Your client-side app then stores the accessToken in memory and is ready to make authenticated requests. The refreshToken is now securely stored by the browser.

The Workhorse Pattern: Silent Refresh via API Interceptor

So, the access token expires in 15 minutes. What happens then? The user makes an API call, and it fails with a 401 Unauthorized error. Do you kick them back to the login page? Absolutely not. That's a terrible user experience.

Instead, we'll perform a "silent refresh" using an API client interceptor. Most modern HTTP clients, like Axios, have this powerful feature. An interceptor is just a piece of code that can hijack requests and responses before they are handled by your application code.

Here’s the flow:

An API request is made with an expired access token.
The server rejects it with a 401 Unauthorized status.
Your API client's response interceptor catches this specific 401 error.
The interceptor makes a request to a dedicated endpoint, like /api/refresh_token. Since this request is going to your backend, the browser automatically attaches the HttpOnly refresh token cookie. No JavaScript required!
The backend validates the refresh token and issues a new access token in the response body.
The interceptor receives the new access token, updates your in-memory store, and then automatically retries the original request that failed.

To the user, it's completely invisible. They might notice a tiny extra delay on one request every 15 minutes, but their session continues uninterrupted.

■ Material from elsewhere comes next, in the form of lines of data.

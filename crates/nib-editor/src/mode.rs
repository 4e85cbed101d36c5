//! Modal editing state.
//!
//! The editor is always in exactly one [`Mode`]. Command mode carries its
//! own [`CommandLine`], so the typed text only exists while the prompt is
//! open and is dropped on the way out.
//!
//! | Mode    | Cursor shape | Status row          |
//! |---------|--------------|---------------------|
//! | Normal  | Block        | `-- NORMAL --`      |
//! | Insert  | Bar          | `-- INSERT --`      |
//! | Command | Bar          | `:` + command line  |

use std::fmt;

use crate::command::CommandLine;

// ---------------------------------------------------------------------------
// Mode
// ---------------------------------------------------------------------------

/// The current editing mode.
///
/// Pure data: key handling and transitions live in [`Editor`](crate::editor::Editor).
#[derive(Debug, Default, Clone, PartialEq, Eq)]
pub enum Mode {
    /// Keys are commands. The initial mode.
    #[default]
    Normal,
    /// Keys insert text.
    Insert,
    /// Keys edit the `:` prompt.
    Command(CommandLine),
}

impl Mode {
    /// Short name for logs.
    #[must_use]
    pub const fn name(&self) -> &'static str {
        match self {
            Self::Normal => "NORMAL",
            Self::Insert => "INSERT",
            Self::Command(_) => "COMMAND",
        }
    }

    /// Fixed status-row label. Command mode shows its prompt instead.
    #[must_use]
    pub const fn label(&self) -> Option<&'static str> {
        match self {
            Self::Normal => Some("-- NORMAL --"),
            Self::Insert => Some("-- INSERT --"),
            Self::Command(_) => None,
        }
    }

    #[must_use]
    pub const fn cursor_shape(&self) -> CursorShape {
        match self {
            Self::Normal => CursorShape::Block,
            Self::Insert | Self::Command(_) => CursorShape::Bar,
        }
    }

    #[inline]
    #[must_use]
    pub const fn is_command(&self) -> bool {
        matches!(self, Self::Command(_))
    }
}

impl fmt::Display for Mode {
    fn fmt(&self, f: &mut fmt::Formatter<'_>) -> fmt::Result {
        f.write_str(self.name())
    }
}

// ---------------------------------------------------------------------------
// CursorShape
// ---------------------------------------------------------------------------

/// Cursor shape for the terminal. The binary maps this onto the terminal
/// crate's own type so the editor core does not depend on it.
#[derive(Debug, Clone, Copy, PartialEq, Eq, Hash)]
pub enum CursorShape {
    Block,
    Bar,
}

// ---------------------------------------------------------------------------
// Tests
// ---------------------------------------------------------------------------

#[cfg(test)]
mod tests {
    use super::*;

    #[test]
    fn default_is_normal() {
        assert_eq!(Mode::default(), Mode::Normal);
    }

    #[test]
    fn labels() {
        assert_eq!(Mode::Normal.label(), Some("-- NORMAL --"));
        assert_eq!(Mode::Insert.label(), Some("-- INSERT --"));
        assert_eq!(Mode::Command(CommandLine::new()).label(), None);
    }

    #[test]
    fn display_names() {
        assert_eq!(Mode::Normal.to_string(), "NORMAL");
        assert_eq!(Mode::Insert.to_string(), "INSERT");
        assert_eq!(Mode::Command(CommandLine::new()).to_string(), "COMMAND");
    }

    #[test]
    fn cursor_shapes() {
        assert_eq!(Mode::Normal.cursor_shape(), CursorShape::Block);
        assert_eq!(Mode::Insert.cursor_shape(), CursorShape::Bar);
        assert_eq!(Mode::Command(CommandLine::new()).cursor_shape(), CursorShape::Bar);
    }

    #[test]
    fn only_command_is_command() {
        assert!(Mode::Command(CommandLine::new()).is_command());
        assert!(!Mode::Normal.is_command());
        assert!(!Mode::Insert.is_command());
    }
}
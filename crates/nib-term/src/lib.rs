// SPDX-License-Identifier: MIT
//
// nib-term: the terminal side of the nib editor.
//
// Everything that touches the tty lives here: termios raw mode, the
// alternate screen, a byte-level key parser, a cell grid to paint into,
// and a differential renderer that only rewrites cells that changed.
// The editor core never sees a byte of ANSI: it paints cells into a
// `FrameBuffer`, and the event loop turns frames into terminal output.
//
// No TUI framework underneath. Escape sequences are written by hand and
// raw mode is entered through libc directly.

pub mod ansi;
pub mod buffer;
pub mod cell;
pub mod diff;
pub mod event_loop;
pub mod input;
pub mod output;
pub mod reader;
pub mod terminal;
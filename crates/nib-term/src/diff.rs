// SPDX-License-Identifier: MIT
//
// Differential renderer.
//
// Each frame is compared with the one before it and only changed cells are
// written. A keystroke in an editor typically touches one text row and the
// status row, so most of the screen is never resent.
//
// Per frame:
//
//   1. The application paints a FrameBuffer.
//   2. `render` diffs it against the stored previous frame, handing changed
//      cells to a CellWriter that writes into an OutputBuffer.
//   3. `flush` sends the whole thing in one write().
//
// Unchanged rows are skipped with a single slice comparison. The first
// frame, a size change, or `force_redraw` clears and repaints everything.

use std::io::{self, Write};

use crate::ansi;
use crate::buffer::FrameBuffer;
use crate::output::{CellWriter, OutputBuffer};

// ─── RenderStats ─────────────────────────────────────────────────────────────

/// Counters from one render pass.
#[derive(Debug, Clone, Copy, PartialEq, Eq, Default)]
pub struct RenderStats {
    /// Cells written because they changed.
    pub cells_rendered: usize,
    /// Cells left alone because they matched the previous frame.
    pub cells_skipped: usize,
    /// Bytes of ANSI generated.
    pub bytes_written: usize,
}

impl RenderStats {
    #[inline]
    #[must_use]
    pub const fn total_cells(&self) -> usize {
        self.cells_rendered + self.cells_skipped
    }
}

// ─── DiffRenderer ────────────────────────────────────────────────────────────

/// Renders frames by diffing against the previous one.
///
/// ```no_run
/// use nib_term::buffer::FrameBuffer;
/// use nib_term::diff::DiffRenderer;
///
/// let mut renderer = DiffRenderer::new();
/// let frame = FrameBuffer::new(80, 24);
/// renderer.render(&frame)?;
/// renderer.flush()?;
/// # Ok::<(), std::io::Error>(())
/// ```
pub struct DiffRenderer {
    output: OutputBuffer,
    writer: CellWriter,
    previous: Option<FrameBuffer>,
}

impl DiffRenderer {
    /// A renderer whose first frame will be drawn in full.
    #[must_use]
    pub fn new() -> Self {
        Self {
            output: OutputBuffer::new(),
            writer: CellWriter::new(),
            previous: None,
        }
    }

    /// Diff `current` against the previous frame and queue the ANSI output.
    ///
    /// # Errors
    ///
    /// Only if writing into the in-memory output fails, which it does not.
    pub fn render(&mut self, current: &FrameBuffer) -> io::Result<RenderStats> {
        self.output.clear();
        self.writer.reset_state();

        let width = current.width();
        let height = current.height();
        let mut stats = RenderStats::default();

        if width == 0 || height == 0 {
            self.store_frame(current);
            return Ok(stats);
        }

        ansi::begin_sync(&mut self.output)?;

        let previous = self
            .previous
            .as_ref()
            .filter(|prev| prev.width() == width && prev.height() == height);

        if previous.is_none() {
            ansi::reset(&mut self.output)?;
            ansi::clear_screen(&mut self.output)?;
        }

        for y in 0..height {
            let Some(row) = current.row(y) else { continue };
            let prev_row = previous.and_then(|p| p.row(y));

            if prev_row == Some(row) {
                stats.cells_skipped += row.len();
                continue;
            }

            for (x, cell) in (0..width).zip(row) {
                let unchanged = prev_row.and_then(|r| r.get(usize::from(x))) == Some(cell);
                if unchanged {
                    stats.cells_skipped += 1;
                } else {
                    self.writer.render_cell(&mut self.output, x, y, cell)?;
                    stats.cells_rendered += 1;
                }
            }
        }

        // Leave the terminal with default attributes between frames.
        ansi::reset(&mut self.output)?;
        ansi::end_sync(&mut self.output)?;

        stats.bytes_written = self.output.len();
        self.store_frame(current);
        Ok(stats)
    }

    /// Bytes queued by the last [`render`](Self::render).
    #[must_use]
    pub fn output_bytes(&self) -> &[u8] {
        self.output.as_bytes()
    }

    /// Send queued output to stdout.
    ///
    /// # Errors
    ///
    /// Returns an error if writing to stdout fails.
    pub fn flush(&mut self) -> io::Result<()> {
        self.output.flush_stdout()
    }

    /// Send queued output to `w`.
    ///
    /// # Errors
    ///
    /// Returns an error if writing to `w` fails.
    pub fn flush_to(&mut self, w: &mut impl Write) -> io::Result<()> {
        self.output.flush_to(w)
    }

    /// Forget the previous frame so the next render repaints everything.
    pub fn force_redraw(&mut self) {
        self.previous = None;
    }

    fn store_frame(&mut self, current: &FrameBuffer) {
        match &mut self.previous {
            Some(prev) => prev.copy_from(current),
            None => self.previous = Some(current.clone()),
        }
    }
}

impl Default for DiffRenderer {
    fn default() -> Self {
        Self::new()
    }
}

// ─── Tests ───────────────────────────────────────────────────────────────────
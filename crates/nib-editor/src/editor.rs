//! The editor aggregate and its key handling.
//!
//! [`Editor`] owns the whole editing session: the [`LineBuffer`], the
//! [`CursorModel`], the current [`Mode`] and the [`FileStore`] used for
//! loading and saving. There is exactly one per process and nothing else
//! mutates it.
//!
//! # Key dispatch
//!
//! [`handle_key`](Editor::handle_key) matches on the mode first and the key
//! second. Keys a mode has no use for are ignored. Every key ends with a
//! normalization pass, so the cursor is back inside the buffer and on screen
//! before the next key or frame.
//!
//! | Mode    | Key                 | Effect                                   |
//! |---------|---------------------|------------------------------------------|
//! | Normal  | `i`                 | Insert                                   |
//! | Normal  | `h` `j` `k` `l`, arrows | move, clamped                        |
//! | Normal  | `o`                 | open line below, Insert                  |
//! | Normal  | `x`                 | delete character under cursor            |
//! | Normal  | `:`                 | Command with an empty prompt             |
//! | Insert  | Esc                 | Normal                                   |
//! | Insert  | arrows              | move, clamped                            |
//! | Insert  | Enter               | split line, cursor to start of new line  |
//! | Insert  | Backspace           | delete left, or join with previous line  |
//! | Insert  | text                | insert at cursor                         |
//! | Command | Esc                 | Normal, prompt discarded                 |
//! | Command | Enter               | Normal, then run the command             |
//! | Command | Backspace           | drop last char, or Normal when empty     |
//! | Command | text                | append to prompt                         |

use std::path::Path;

use nib_term::buffer::FrameBuffer;
use nib_term::event_loop::Action;

use crate::buffer::{prev_boundary, LineBuffer};
use crate::command::{self, CommandLine};
use crate::cursor::CursorModel;
use crate::key::Key;
use crate::mode::Mode;
use crate::store::{DiskStore, FileStore};
use crate::view;

/// A single editing session.
#[derive(Debug)]
pub struct Editor<S: FileStore = DiskStore> {
    buffer: LineBuffer,
    cursor: CursorModel,
    mode: Mode,
    store: S,
    text_height: usize,
}

impl<S: FileStore> Editor<S> {
    /// An editor on `buffer`, in Normal mode with the cursor at the origin.
    #[must_use]
    pub fn new(buffer: LineBuffer, store: S) -> Self {
        Self {
            buffer,
            cursor: CursorModel::new(),
            mode: Mode::Normal,
            store,
            text_height: 1,
        }
    }

    /// Load `path` through `store`.
    ///
    /// A file that cannot be read is not an error: the editor starts on an
    /// empty document and the failure is logged.
    #[must_use]
    pub fn open(path: &Path, store: S) -> Self {
        let buffer = match store.read(path) {
            Ok(bytes) => {
                let buffer = LineBuffer::from_bytes(&bytes);
                tracing::info!(
                    path = %path.display(),
                    lines = buffer.line_count(),
                    "loaded"
                );
                buffer
            }
            Err(err) => {
                tracing::warn!(path = %path.display(), error = %err, "load failed, starting empty");
                LineBuffer::new()
            }
        };

        Self::new(buffer, store)
    }

    // -- Accessors ----------------------------------------------------------

    #[inline]
    #[must_use]
    pub const fn buffer(&self) -> &LineBuffer {
        &self.buffer
    }

    #[inline]
    #[must_use]
    pub const fn cursor(&self) -> &CursorModel {
        &self.cursor
    }

    #[inline]
    #[must_use]
    pub const fn mode(&self) -> &Mode {
        &self.mode
    }

    #[inline]
    #[must_use]
    pub const fn store(&self) -> &S {
        &self.store
    }

    // -- Viewport -----------------------------------------------------------

    /// The terminal is now `rows` tall. Scrolling is redone for the new
    /// text height.
    pub fn resize(&mut self, rows: u16) {
        self.text_height = view::text_height(rows);
        self.cursor.normalize(&self.buffer, self.text_height);
    }

    /// Paint into `frame` and return the cursor position.
    ///
    /// The frame's height is taken as the terminal height, so a frame of a
    /// new size also rescrolls.
    pub fn render(&mut self, frame: &mut FrameBuffer) -> Option<(u16, u16)> {
        self.resize(frame.height());
        view::render(&self.buffer, &self.cursor, &self.mode, frame)
    }

    // -- Key handling -------------------------------------------------------

    /// Apply one key. Returns [`Action::Quit`] when a command asked to quit.
    pub fn handle_key(&mut self, key: Key) -> Action {
        let action = match self.mode {
            Mode::Normal => {
                self.normal_key(key);
                Action::Continue
            }
            Mode::Insert => {
                self.insert_key(key);
                Action::Continue
            }
            Mode::Command(_) => self.command_key(key),
        };
        self.cursor.normalize(&self.buffer, self.text_height);
        action
    }

    fn normal_key(&mut self, key: Key) {
        match key {
            Key::Char('i') => self.set_mode(Mode::Insert),
            Key::Char('h') | Key::Left => self.cursor.move_left(&self.buffer),
            Key::Char('j') | Key::Down => self.cursor.move_down(&self.buffer),
            Key::Char('k') | Key::Up => self.cursor.move_up(&self.buffer),
            Key::Char('l') | Key::Right => self.cursor.move_right(&self.buffer),
            Key::Char('o') => {
                let line = self.cursor.line();
                match self.buffer.open_line_after(line) {
                    Ok(()) => {
                        self.cursor.set_position(line + 1, 0);
                        self.set_mode(Mode::Insert);
                    }
                    Err(err) => tracing::warn!(error = %err, "open line rejected"),
                }
            }
            Key::Char('x') => {
                self.buffer.delete_char(self.cursor.line(), self.cursor.column());
            }
            Key::Char(':') => self.set_mode(Mode::Command(CommandLine::new())),
            _ => {}
        }
    }

    fn insert_key(&mut self, key: Key) {
        let (line, column) = (self.cursor.line(), self.cursor.column());
        match key {
            Key::Escape => self.set_mode(Mode::Normal),
            Key::Left => self.cursor.move_left(&self.buffer),
            Key::Down => self.cursor.move_down(&self.buffer),
            Key::Up => self.cursor.move_up(&self.buffer),
            Key::Right => self.cursor.move_right(&self.buffer),
            Key::Enter => match self.buffer.split_at(line, column) {
                Ok(()) => self.cursor.set_position(line + 1, 0),
                Err(err) => tracing::warn!(error = %err, "split rejected"),
            },
            Key::Backspace => self.backspace(line, column),
            _ => {
                if let Some(ch) = key.text() {
                    match self.buffer.insert_char(line, column, ch) {
                        Ok(()) => self.cursor.set_position(line, column + ch.len_utf8()),
                        Err(err) => tracing::warn!(error = %err, "insert rejected"),
                    }
                }
            }
        }
    }

    fn backspace(&mut self, line: usize, column: usize) {
        if column > 0 {
            let text = self.buffer.line(line).unwrap_or_default();
            let prev = prev_boundary(text, column);
            self.buffer.delete_char(line, prev);
            self.cursor.set_position(line, prev);
        } else if line > 0 {
            match self.buffer.join_with_next(line - 1) {
                Ok(joint) => self.cursor.set_position(line - 1, joint),
                Err(err) => tracing::warn!(error = %err, "join rejected"),
            }
        }
    }

    fn command_key(&mut self, key: Key) -> Action {
        let Mode::Command(prompt) = &mut self.mode else {
            return Action::Continue;
        };

        match key {
            Key::Escape => self.set_mode(Mode::Normal),
            Key::Enter => {
                let command = prompt.parse();
                self.set_mode(Mode::Normal);
                tracing::debug!(?command, "running command");
                return command::execute(&command, &mut self.buffer, &mut self.store);
            }
            Key::Backspace => {
                if !prompt.backspace() {
                    self.set_mode(Mode::Normal);
                }
            }
            _ => {
                if let Some(ch) = key.text() {
                    prompt.push(ch);
                }
            }
        }
        Action::Continue
    }

    fn set_mode(&mut self, mode: Mode) {
        tracing::debug!(from = self.mode.name(), to = mode.name(), "mode change");
        self.mode = mode;
    }
}

impl Editor<DiskStore> {
    /// Open `path` from disk, or start empty with no path.
    #[must_use]
    pub fn from_disk(path: Option<&Path>) -> Self {
        path.map_or_else(
            || Self::new(LineBuffer::new(), DiskStore),
            |path| Self::open(path, DiskStore),
        )
    }
}

// ---------------------------------------------------------------------------
// Tests
// ---------------------------------------------------------------------------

Here's a simplified example using Axios:

// api.js
import axios from 'axios';

const api = axios.create({ baseURL: '/api' });

// Store for the access token (in-memory)
let accessToken = null;

export const setToken = (token) => {
  accessToken = token;
};

// Request interceptor to add the token to headers
api.interceptors.request.use(config => {
  if (accessToken) {
    config.headers.Authorization = `Bearer ${accessToken}`;
  }
  return config;
});

// Response interceptor for handling 401s
api.interceptors.response.use(
  (response) => response, // Simply return the response if it's successful
  async (error) => {
    const originalRequest = error.config;

    // If the error is 401 and we haven't already tried to refresh
    if (error.response.status === 401 && !originalRequest._retry) {
      originalRequest._retry = true; // Mark that we've tried to refresh

      try {
        // Call the refresh token endpoint (browser sends the HttpOnly cookie)
        const { data } = await axios.post('/api/refresh_token');
        
        // Update the in-memory token
        setToken(data.accessToken);

        // Update the header for the original request
        originalRequest.headers.Authorization = `Bearer ${data.accessToken}`;

        // Retry the original request
        return api(originalRequest);
      } catch (refreshError) {
        // If refresh fails, redirect to login
        console.error('Token refresh failed:', refreshError);
        // Here you would clear state and redirect to /login
        return Promise.reject(refreshError);
      }
    }
    return Promise.reject(error);
  }
);

export default api;

Tackling the "Dog Pile": Handling Concurrent Requests

The pattern above is great, but it has a flaw. What happens if you fire off three API requests at the same time when the access token has just expired? All three will fail with a 401. All three will trigger a call to /api/refresh_token. This is known as the "dog-pile effect." It's inefficient and can lead to race conditions where some requests get the new token while others don't.

We can solve this by adding a simple queuing mechanism to our interceptor.

The improved logic:

The first request that fails with a 401 sets a flag, isRefreshing = true, and proceeds to call /api/refresh_token.
Any subsequent requests that fail with a 401 while isRefreshing is true don't trigger their own refresh. Instead, they are paused and added to a queue.
Once the first refresh call succeeds (or fails), isRefreshing is set back to false.
If it succeeded, the new token is stored, and all the queued requests are retried with the fresh token.
If it failed, all queued requests are rejected.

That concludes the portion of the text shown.